Taxes can also reduce the amount available
from your earnings because you generally must pay taxes on
those earnings. If you can delay paying taxes by using tax-exempt
or tax-deferred savings accounts, you will have more income
available each year to earn additional interest. Tax-exempt
income is income that is not taxed. Tax-deferred
income is income that will be taxed at a later date.
Go to the BusinessWeek Online
Personal
Finance Planning calculators. Scroll down to the Savings
Calculators and click on “How will taxes and inflation
affect my savings?”
Input the following values:
| Amount you have invested |
$2,500 |
| Years invested |
25 |
| Your savings rate |
6.00% |
| Your federal tax rate |
15.00% |
| Your state tax rate |
6.80% |
| Inflation rate |
3.00% |
Click on the “get your results”
button and answer the following questions.

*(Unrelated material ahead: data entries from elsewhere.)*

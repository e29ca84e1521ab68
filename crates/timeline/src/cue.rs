use foundation::progress::{Progress, ProgressSpan};

/// A reveal/hide envelope for one presentation element.
///
/// Values ramp linearly from 0 to 1 across the reveal transition and, when a
/// hide position is set, back down to 0 across the same transition length
/// starting there. Sampling is a pure function of the timeline position, so
/// scrubbing backwards retraces exactly the values seen on the way in.
#[derive(Debug, Copy, Clone, PartialEq)]
pub struct SetupCue {
    pub reveal_at: f64,
    pub hide_at: Option<f64>,
    pub transition: f64,
}

impl SetupCue {
    pub fn reveal(reveal_at: f64, transition: f64) -> Self {
        Self {
            reveal_at,
            hide_at: None,
            transition,
        }
    }

    pub fn reveal_then_hide(reveal_at: f64, hide_at: f64, transition: f64) -> Self {
        Self {
            reveal_at,
            hide_at: Some(hide_at),
            transition,
        }
    }

    /// Envelope value at `t`, in `0.0..=1.0`.
    pub fn value_at(&self, t: Progress) -> f64 {
        let rising =
            ProgressSpan::starting_at(self.reveal_at, self.transition).fraction_through(t);
        let falling = match self.hide_at {
            Some(hide_at) => {
                ProgressSpan::starting_at(hide_at, self.transition).fraction_through(t)
            }
            None => 0.0,
        };
        rising * (1.0 - falling)
    }
}

#[cfg(test)]
mod tests {
    use super::SetupCue;
    use foundation::progress::Progress;

    #[test]
    fn reveal_ramp_is_linear_and_clamped() {
        let cue = SetupCue::reveal(10.0, 5.0);
        assert_eq!(cue.value_at(Progress(0.0)), 0.0);
        assert_eq!(cue.value_at(Progress(10.0)), 0.0);
        assert_eq!(cue.value_at(Progress(12.5)), 0.5);
        assert_eq!(cue.value_at(Progress(15.0)), 1.0);
        assert_eq!(cue.value_at(Progress(100.0)), 1.0);
    }

    #[test]
    fn hide_ramp_returns_to_zero() {
        let cue = SetupCue::reveal_then_hide(15.0, 35.0, 5.0);
        assert_eq!(cue.value_at(Progress(20.0)), 1.0);
        assert_eq!(cue.value_at(Progress(35.0)), 1.0);
        assert_eq!(cue.value_at(Progress(37.5)), 0.5);
        assert_eq!(cue.value_at(Progress(40.0)), 0.0);
        assert_eq!(cue.value_at(Progress(60.0)), 0.0);
    }

    #[test]
    fn instant_reveal_steps_at_its_position() {
        let cue = SetupCue::reveal(20.0, 0.0);
        assert_eq!(cue.value_at(Progress(19.999)), 0.0);
        assert_eq!(cue.value_at(Progress(20.0)), 1.0);
    }

    #[test]
    fn scrubbing_back_retraces_the_same_values() {
        let cue = SetupCue::reveal_then_hide(0.0, 10.0, 5.0);
        let early = cue.value_at(Progress(2.5));
        let _ = cue.value_at(Progress(50.0));
        assert_eq!(cue.value_at(Progress(2.5)), early);
    }
}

- How much will your investment be worth after taxes, ignoring
inflation?
- What is the value of your investment after taxes and
after adjusting for inflation? By what amount does inflation
reduce the value of the investment?
- How much will your investment be worth if you don’t
have to pay taxes? How much will it be after adjusting for
inflation?
- Click on the INPUTS tab and change the inflation rate
to 5 percent. When compared to Question 2, how much will
a 2 percent increase in the inflation rate reduce the worth
of your investment after taxes?
- Is this a good investment if the inflation rate is 5
percent? Why or why not?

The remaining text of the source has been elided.